Sur les sites de commande en ligne des chaînes de grande distribution françaises Carrefour et Coopérative U, une page M&M’s Peanut Butter a un temps existé, où l’E171 n’était pas indiqué dans l’onglet «ingrédients». Dans la description affichée par Carrefour, qui précisait que le produit venait des Etats-Unis, on pouvait lire : «Malheureusement, il reste introuvable en Europe.» Dans les deux cas, les M&M’s beurre de cacahuète n’ont jamais fait partie du catalogue de références proposées au national par ces enseignes, mais se sont retrouvés sur leur site après y avoir été rentrés par un vendeur franchisé ou extérieur au groupe. «Ce produit n’a jamais été disponible sur le tronc commun national, c’est une initiative locale, fait valoir le groupe Coopérative U. Nous avons identifié un seul magasin, celui de U Montreuil Nouvelle France, qui a proposé ce produit. On a trouvé trace de la création de cette référence dans son assortiment en 2020.» Du côté de Carrefour, on note que «la page web relève de notre “marketplace” sur laquelle un vendeur indépendant a proposé ce produit sur une durée très courte il y a plusieurs années. Une seule vente a d’ailleurs été constatée.» Après avoir répondu à CheckNews, l’un comme l’autre ont procédé à la suppression de la fiche produit.
Huit fois supérieure à la dose limite
Pour les mêmes raisons, la Direction générale de la concurrence, de la consommation et de la répression des fraudes avait émis en 2021 un avis de rappel sur des sachets de M&M’s White chocolate. Il était alors question «de la présence d’un additif interdit», mais aussi «de teneurs en colorants excédant les limites maximales réglementaires». Car, outre l’utilisation de dioxyde de titane, la recette américaine des M&M’s présente une seconde entrave aux normes sanitaires européennes. Lors des analyses menées sur la variété Peanut butter, «le colorant E110 a été détecté dans des proportions allant de 63,4 mg/kg à 290,8 mg/kg en fonction de la couleur du produit», rapporte la direction des douanes, qui rappelle que «le taux maximum autorisé pour ce type de denrée est de 35 mg/kg».
Dans certaines couleurs de dragées, on trouve dès lors une concentration en E110 plus de huit fois supérieure à la dose limite.

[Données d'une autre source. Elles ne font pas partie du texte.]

//! Order and Position Events
//!
//! Immutable event payloads describing every mutation of an order or
//! position. Orders are mutated exclusively by applying these events to the
//! order state machine; positions are mutated by `OrderFilled` only. Each
//! event carries `ts_event`, `ts_init`, and a unique `event_id`.

use rust_decimal::Decimal;
use serde::{Deserialize, Serialize};
use uuid::Uuid;

use crate::clock::Nanos;
use crate::currency::Currency;
use crate::enums::{LiquiditySide, OrderSide, OrderStatus, OrderType};
use crate::identifiers::{
    AccountId, ClientOrderId, InstrumentId, PositionId, StrategyId, TradeId, TraderId,
    VenueOrderId,
};
use crate::money::{Money, Price, Quantity};

/// Common identity fields shared by every order event.
#[derive(Debug, Clone, PartialEq, Eq, Serialize, Deserialize)]
pub struct OrderEventCore {
    pub trader_id: TraderId,
    pub strategy_id: StrategyId,
    pub instrument_id: InstrumentId,
    pub client_order_id: ClientOrderId,
    pub ts_event: Nanos,
    pub ts_init: Nanos,
    pub event_id: Uuid,
}

impl OrderEventCore {
    pub fn new(
        trader_id: TraderId,
        strategy_id: StrategyId,
        instrument_id: InstrumentId,
        client_order_id: ClientOrderId,
        ts_event: Nanos,
    ) -> Self {
        Self {
            trader_id,
            strategy_id,
            instrument_id,
            client_order_id,
            ts_event,
            ts_init: ts_event,
            event_id: Uuid::new_v4(),
        }
    }
}

/// Pre-trade risk check failed; the order never reached a venue.
#[derive(Debug, Clone, PartialEq, Eq, Serialize, Deserialize)]
pub struct OrderDenied {
    pub core: OrderEventCore,
    pub reason: String,
}

/// Order handed to the execution engine and routed towards a venue.
#[derive(Debug, Clone, PartialEq, Eq, Serialize, Deserialize)]
pub struct OrderSubmitted {
    pub core: OrderEventCore,
    pub account_id: AccountId,
}

/// Venue accepted the order and assigned a venue order id.
#[derive(Debug, Clone, PartialEq, Eq, Serialize, Deserialize)]
pub struct OrderAccepted {
    pub core: OrderEventCore,
    pub venue_order_id: VenueOrderId,
    pub account_id: AccountId,
}

/// Venue-side check failed (insufficient balance, unknown instrument).
#[derive(Debug, Clone, PartialEq, Eq, Serialize, Deserialize)]
pub struct OrderRejected {
    pub core: OrderEventCore,
    pub account_id: AccountId,
    pub reason: String,
}

/// Order removed from the venue's queues.
#[derive(Debug, Clone, PartialEq, Eq, Serialize, Deserialize)]
pub struct OrderCanceled {
    pub core: OrderEventCore,
    pub venue_order_id: Option<VenueOrderId>,
    pub account_id: AccountId,
}

/// Order expired by time-in-force rules (Day at bar close, Gtd on clock).
#[derive(Debug, Clone, PartialEq, Eq, Serialize, Deserialize)]
pub struct OrderExpired {
    pub core: OrderEventCore,
    pub venue_order_id: Option<VenueOrderId>,
    pub account_id: AccountId,
}

/// A stop/MIT trigger price was reached.
#[derive(Debug, Clone, PartialEq, Eq, Serialize, Deserialize)]
pub struct OrderTriggered {
    pub core: OrderEventCore,
    pub venue_order_id: Option<VenueOrderId>,
    pub account_id: AccountId,
}

/// Modification request in flight.
#[derive(Debug, Clone, PartialEq, Eq, Serialize, Deserialize)]
pub struct OrderPendingUpdate {
    pub core: OrderEventCore,
    pub venue_order_id: Option<VenueOrderId>,
    pub account_id: AccountId,
}

/// Cancel request in flight.
#[derive(Debug, Clone, PartialEq, Eq, Serialize, Deserialize)]
pub struct OrderPendingCancel {
    pub core: OrderEventCore,
    pub venue_order_id: Option<VenueOrderId>,
    pub account_id: AccountId,
}

/// Order quantity/price/trigger amended; transitions back to Accepted.
#[derive(Debug, Clone, PartialEq, Eq, Serialize, Deserialize)]
pub struct OrderUpdated {
    pub core: OrderEventCore,
    pub venue_order_id: Option<VenueOrderId>,
    pub account_id: AccountId,
    pub quantity: Option<Quantity>,
    pub price: Option<Price>,
    pub trigger_price: Option<Price>,
}

/// A fill (partial or complete) against the order.
#[derive(Debug, Clone, PartialEq, Eq, Serialize, Deserialize)]
pub struct OrderFilled {
    pub core: OrderEventCore,
    pub venue_order_id: VenueOrderId,
    pub account_id: AccountId,
    pub trade_id: TradeId,
    pub order_side: OrderSide,
    pub order_type: OrderType,
    pub last_qty: Quantity,
    pub last_px: Price,
    pub currency: Currency,
    pub commission: Money,
    pub liquidity_side: LiquiditySide,
    pub position_id: Option<PositionId>,
}

/// Tagged sum over all order events.
#[derive(Debug, Clone, PartialEq, Serialize, Deserialize)]
pub enum OrderEventAny {
    Denied(OrderDenied),
    Submitted(OrderSubmitted),
    Accepted(OrderAccepted),
    Rejected(OrderRejected),
    Canceled(OrderCanceled),
    Expired(OrderExpired),
    Triggered(OrderTriggered),
    PendingUpdate(OrderPendingUpdate),
    PendingCancel(OrderPendingCancel),
    Updated(OrderUpdated),
    Filled(OrderFilled),
}

impl OrderEventAny {
    /// Common identity fields of the wrapped event.
    pub fn core(&self) -> &OrderEventCore {
        match self {
            OrderEventAny::Denied(e) => &e.core,
            OrderEventAny::Submitted(e) => &e.core,
            OrderEventAny::Accepted(e) => &e.core,
            OrderEventAny::Rejected(e) => &e.core,
            OrderEventAny::Canceled(e) => &e.core,
            OrderEventAny::Expired(e) => &e.core,
            OrderEventAny::Triggered(e) => &e.core,
            OrderEventAny::PendingUpdate(e) => &e.core,
            OrderEventAny::PendingCancel(e) => &e.core,
            OrderEventAny::Updated(e) => &e.core,
            OrderEventAny::Filled(e) => &e.core,
        }
    }

    #[inline]
    pub fn client_order_id(&self) -> &ClientOrderId {
        &self.core().client_order_id
    }

    #[inline]
    pub fn strategy_id(&self) -> &StrategyId {
        &self.core().strategy_id
    }

    #[inline]
    pub fn ts_event(&self) -> Nanos {
        self.core().ts_event
    }

    /// The order status this event maps to in the state machine.
    /// `Updated` maps back to `Accepted`; `Filled` depends on leaves and is
    /// resolved during application.
    pub fn target_status(&self) -> Option<OrderStatus> {
        match self {
            OrderEventAny::Denied(_) => Some(OrderStatus::Denied),
            OrderEventAny::Submitted(_) => Some(OrderStatus::Submitted),
            OrderEventAny::Accepted(_) => Some(OrderStatus::Accepted),
            OrderEventAny::Rejected(_) => Some(OrderStatus::Rejected),
            OrderEventAny::Canceled(_) => Some(OrderStatus::Canceled),
            OrderEventAny::Expired(_) => Some(OrderStatus::Expired),
            OrderEventAny::Triggered(_) => Some(OrderStatus::Triggered),
            OrderEventAny::PendingUpdate(_) => Some(OrderStatus::PendingUpdate),
            OrderEventAny::PendingCancel(_) => Some(OrderStatus::PendingCancel),
            OrderEventAny::Updated(_) => Some(OrderStatus::Accepted),
            OrderEventAny::Filled(_) => None,
        }
    }
}

// =============================================================================
// POSITION EVENTS
// =============================================================================

/// A fill opened a new position.
#[derive(Debug, Clone, PartialEq, Serialize, Deserialize)]
pub struct PositionOpened {
    pub trader_id: TraderId,
    pub strategy_id: StrategyId,
    pub instrument_id: InstrumentId,
    pub position_id: PositionId,
    pub account_id: AccountId,
    pub opening_order_id: ClientOrderId,
    pub entry_side: OrderSide,
    pub entry_price: Price,
    pub quantity: Quantity,
    pub currency: Currency,
    pub ts_event: Nanos,
    pub ts_init: Nanos,
    pub event_id: Uuid,
}

/// A fill changed an open position's quantity or PnL.
#[derive(Debug, Clone, PartialEq, Serialize, Deserialize)]
pub struct PositionChanged {
    pub trader_id: TraderId,
    pub strategy_id: StrategyId,
    pub instrument_id: InstrumentId,
    pub position_id: PositionId,
    pub account_id: AccountId,
    pub quantity: Quantity,
    pub realized_pnl: Decimal,
    pub unrealized_pnl: Decimal,
    pub ts_event: Nanos,
    pub ts_init: Nanos,
    pub event_id: Uuid,
}

/// A fill brought the position's signed quantity back to zero.
#[derive(Debug, Clone, PartialEq, Serialize, Deserialize)]
pub struct PositionClosed {
    pub trader_id: TraderId,
    pub strategy_id: StrategyId,
    pub instrument_id: InstrumentId,
    pub position_id: PositionId,
    pub account_id: AccountId,
    pub closing_order_id: ClientOrderId,
    pub realized_pnl: Decimal,
    pub currency: Currency,
    pub ts_event: Nanos,
    pub ts_init: Nanos,
    pub event_id: Uuid,
}

/// Tagged sum over all position events.
#[derive(Debug, Clone, PartialEq, Serialize, Deserialize)]
pub enum PositionEventAny {
    Opened(PositionOpened),
    Changed(PositionChanged),
    Closed(PositionClosed),
}

impl PositionEventAny {
    #[inline]
    pub fn strategy_id(&self) -> &StrategyId {
        match self {
            PositionEventAny::Opened(e) => &e.strategy_id,
            PositionEventAny::Changed(e) => &e.strategy_id,
            PositionEventAny::Closed(e) => &e.strategy_id,
        }
    }

    #[inline]
    pub fn position_id(&self) -> &PositionId {
        match self {
            PositionEventAny::Opened(e) => &e.position_id,
            PositionEventAny::Changed(e) => &e.position_id,
            PositionEventAny::Closed(e) => &e.position_id,
        }
    }
}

Or, des études suggèrent que lorsque ce colorant, utilisé pour sa teinte jaune orangée, est surdosé ou associé à certains conservateurs, il peut causer des troubles de l’activité ou de l’attention chez l’enfant. A noter que même dans la recette française, se trouve toujours un ingrédient controversé. Pour les M&M’s rouges, Mars Wrigley continue d’avoir recours au colorant carmin E120, dont le pigment est issu d’un insecte parasite, la cochenille. Suspecté de favoriser l’hyperactivité chez l’enfant, ce colorant est aussi cité comme cause d’allergies respiratoires et alimentaires.